Als het glucosemetabolisme van de moeder vroegtijdig wordt genormaliseerd, kunnen de risico's voor zowel moeder als kind aanzienlijk worden verminderd. Naast extra insuline administratie waar nodig zijn veranderingen in het voedingspatroon en matige lichaamsbeweging in dit opzicht van aanzienlijk belang. Prenataal therapie is vooral belangrijk vanaf de 24e week van de zwangerschap, omdat op dit moment de onevenredige groei van het kind nog kan worden voorkomen door de bloedglucosespiegel aan te passen. Preventie en behandeling van zwangerschapsdiabetes - dieet en lichaamsbeweging:

  • Frequentere en kleinere maaltijden, bijvoorbeeld door de dagelijkse voedselinname over zes maaltijden te verdelen
  • Voldoende inname van complexe koolhydraten - aardappelen, volkoren graanproducten en granen op basis van maaltijden - om hypoglykemie (lage bloedsuikerspiegel) te voorkomen
  • Dagelijks minstens 30 gram vezels - volkorenproducten, groenten, mogelijk tarwezemelen.
  • Voedingsmiddelen met veel voedingsstoffen en vitale stoffen dichtheid (macro en micronutriënten) - vetarm melk en zuivelproducten, vetarm vlees, slachtafval, gevogelte, magere vis, zoals koolvis, schelvis, schol, kabeljauw, 1-2 keer per week, vers fruit en groenten, fruit en groentesappen.
  • Gebruik weinig vet voor de bereiding van voedsel, consumptie van voornamelijk onverzadigde vetzuren, meervoudig onverzadigde vetzuren - plantaardig vet en oliën, zoals zonnebloem, koolzaad, soja, maïs kiem en olijfolie, koud water vis, zoals makreel, haring, tonijn of zalm.

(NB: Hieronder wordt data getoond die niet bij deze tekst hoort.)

use opentelemetry::global;
use opentelemetry::metrics::{Meter, MeterProvider};
use opentelemetry::KeyValue;
use opentelemetry_sdk::metrics::SdkMeterProvider;
use prometheus::Registry;
use std::sync::Arc;

use crate::error::{RateLimitError, Result};
use crate::security::rate_limit::RateLimiterMetrics;

pub const METER_NAME: &str = "honeypot-ratelimit";

pub mod labels {
    pub const OUTCOME: &str = "outcome";
    pub const REASON: &str = "reason";
    pub const DIMENSION: &str = "dimension";
    pub const VERSION: &str = "version";
    pub const RUST_VERSION: &str = "rust_version";
}

pub mod values {
    pub const OUTCOME_ALLOWED: &str = "allowed";
    pub const OUTCOME_LIMITED: &str = "limited";
}

/// Build a meter provider whose instruments are exported into `registry`.
///
/// The provider must be kept alive for as long as its instruments are recorded and scraped.
pub fn build_meter_provider(registry: &Registry) -> Result<SdkMeterProvider> {
    let exporter = opentelemetry_prometheus::exporter()
        .with_registry(registry.clone())
        .build()
        .map_err(|e| RateLimitError::Metrics(format!("Failed to build Prometheus exporter: {e}")))?;

    Ok(SdkMeterProvider::builder().with_reader(exporter).build())
}

/// Build rate limiter instruments on a caller-owned provider.
pub fn rate_limiter_metrics(provider: &SdkMeterProvider) -> Arc<RateLimiterMetrics> {
    let meter = provider.meter(METER_NAME);
    Arc::new(RateLimiterMetrics::new(&meter))
}

/// Set build info metric with version labels
pub fn record_build_info(meter: &Meter) {
    let build_info = meter
        .u64_gauge("honeypot_ratelimit_build_info")
        .with_description("Build information (version, rust version)")
        .build();

    build_info.record(
        1,
        &[
            KeyValue::new(labels::VERSION, env!("CARGO_PKG_VERSION")),
            KeyValue::new(labels::RUST_VERSION, env!("CARGO_PKG_RUST_VERSION")),
        ],
    );
}

/// Install a global meter provider backed by a fresh Prometheus registry.
pub fn init_metrics() -> Result<(Arc<RateLimiterMetrics>, Registry)> {
    let registry = Registry::default();
    let meter_provider = build_meter_provider(&registry)?;

    global::set_meter_provider(meter_provider);

    let meter = global::meter(METER_NAME);
    let metrics = Arc::new(RateLimiterMetrics::new(&meter));

    record_build_info(&meter);

    Ok((metrics, registry))
}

  • Vochtopname dagelijks ongeveer 40 milliliter per kilogram lichaamsgewicht in de vorm van medicinaal en natuurlijk mineraalwater, groente- en vruchtensappen verdund met water, kruiden, fruit of groene thee.

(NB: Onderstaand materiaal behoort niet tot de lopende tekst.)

use std::sync::atomic::{AtomicBool, Ordering};
use std::sync::Arc;
use std::time::Duration;

use tokio::sync::watch;
use tokio::task::JoinHandle;
use tokio::time::{Instant, MissedTickBehavior};
use tracing::{debug, info, warn};

use super::limiter::RateLimiter;

/// Something aged forward by a periodic tick.
pub trait Advance: Send + Sync + 'static {
    fn advance(&self);
}

impl Advance for RateLimiter {
    fn advance(&self) {
        self.advance_time();
    }
}

/// Background task calling [`Advance::advance`] once per period.
///
/// The first tick fires one full period after start. Ticks missed because the runtime was
/// busy are delivered back to back so aging keeps pace with wall-clock time.
///
/// Uses the tokio clock, so tests can pause and advance time instead of sleeping. Dropping
/// the driver without calling [`TickDriver::stop`] also ends the task, at its next wakeup.
pub struct TickDriver {
    shutdown_tx: watch::Sender<bool>,
    handle: JoinHandle<()>,
    running: Arc<AtomicBool>,
}

impl TickDriver {
    /// Spawn the tick task on the current tokio runtime.
    pub fn start<A: Advance + ?Sized>(target: Arc<A>, period: Duration) -> Self {
        let period = if period.is_zero() {
            warn!("Tick period of zero requested, using 1ms");
            Duration::from_millis(1)
        } else {
            period
        };

        let (shutdown_tx, mut shutdown_rx) = watch::channel(false);
        let running = Arc::new(AtomicBool::new(true));
        let running_task = Arc::clone(&running);

        let handle = tokio::spawn(async move {
            let start = Instant::now().checked_add(period).unwrap_or_else(Instant::now);
            let mut interval = tokio::time::interval_at(start, period);
            interval.set_missed_tick_behavior(MissedTickBehavior::Burst);

            info!(?period, "Rate limit tick driver started");
            loop {
                tokio::select! {
                    _ = interval.tick() => target.advance(),
                    changed = shutdown_rx.changed() => {
                        if changed.is_err() || *shutdown_rx.borrow() {
                            break;
                        }
                    }
                }
            }

            running_task.store(false, Ordering::Relaxed);
            info!("Rate limit tick driver stopped");
        });

        Self { shutdown_tx, handle, running }
    }

    /// Whether the tick task is still looping.
    pub fn is_running(&self) -> bool {
        self.running.load(Ordering::Relaxed)
    }

    /// Shared liveness flag, cleared when the task exits.
    pub fn running_flag(&self) -> Arc<AtomicBool> {
        Arc::clone(&self.running)
    }

    /// Signal the task to stop and wait for it to exit.
    pub async fn stop(self) {
        if self.shutdown_tx.send(true).is_err() {
            debug!("Tick driver already stopped");
        }
        if let Err(e) = self.handle.await {
            warn!(error = %e, "Tick driver task failed");
        }
    }
}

  • Regelmatige maar matige fysieke activiteit verhoogt de insulineactiviteit
  • Aanvullende giften van zink, chroom en vitamine C stabiliseren het glucosegehalte

Bij ongeveer 15% van de vrouwen is aanvullende insulinebehandeling vereist. Vooral insulinesuppletie is nodig als de therapie werd gestart na de 24e week van de zwangerschap. Dit om een ​​verhoogde insulineproductie door het kind en het risico hierop te voorkomen hypoglycemie na de geboorte. Het doel van deze behandeling is om de bloedglucosespiegel voor en na de maaltijd te normaliseren. Vastend de bloedglucose moet lager zijn dan 90 mg / dl en ongeveer twee uur na het eten lager dan 120 mg / dl. Kleine doses insuline voor de hoofdmaaltijden zijn vaak voldoende, hoewel in sommige gevallen ook een langwerkende insuline wordt ingespoten voor het slapen gaan en eventueel 's ochtends. Dergelijke doses dekken de insulinebehoefte onafhankelijk van voedsel en voorkomen hoge bloedglucose vóór maaltijden. Vanwege de afname van de insulinebehoefte verdwijnen bij 98% van de getroffen vrouwen de symptomen van zwangerschapsdiabetes na de zwangerschap, en 80% van alle vrouwen die zwangerschapsdiabetes ontwikkelen, lijdt er opnieuw aan tijdens een tweede zwangerschap.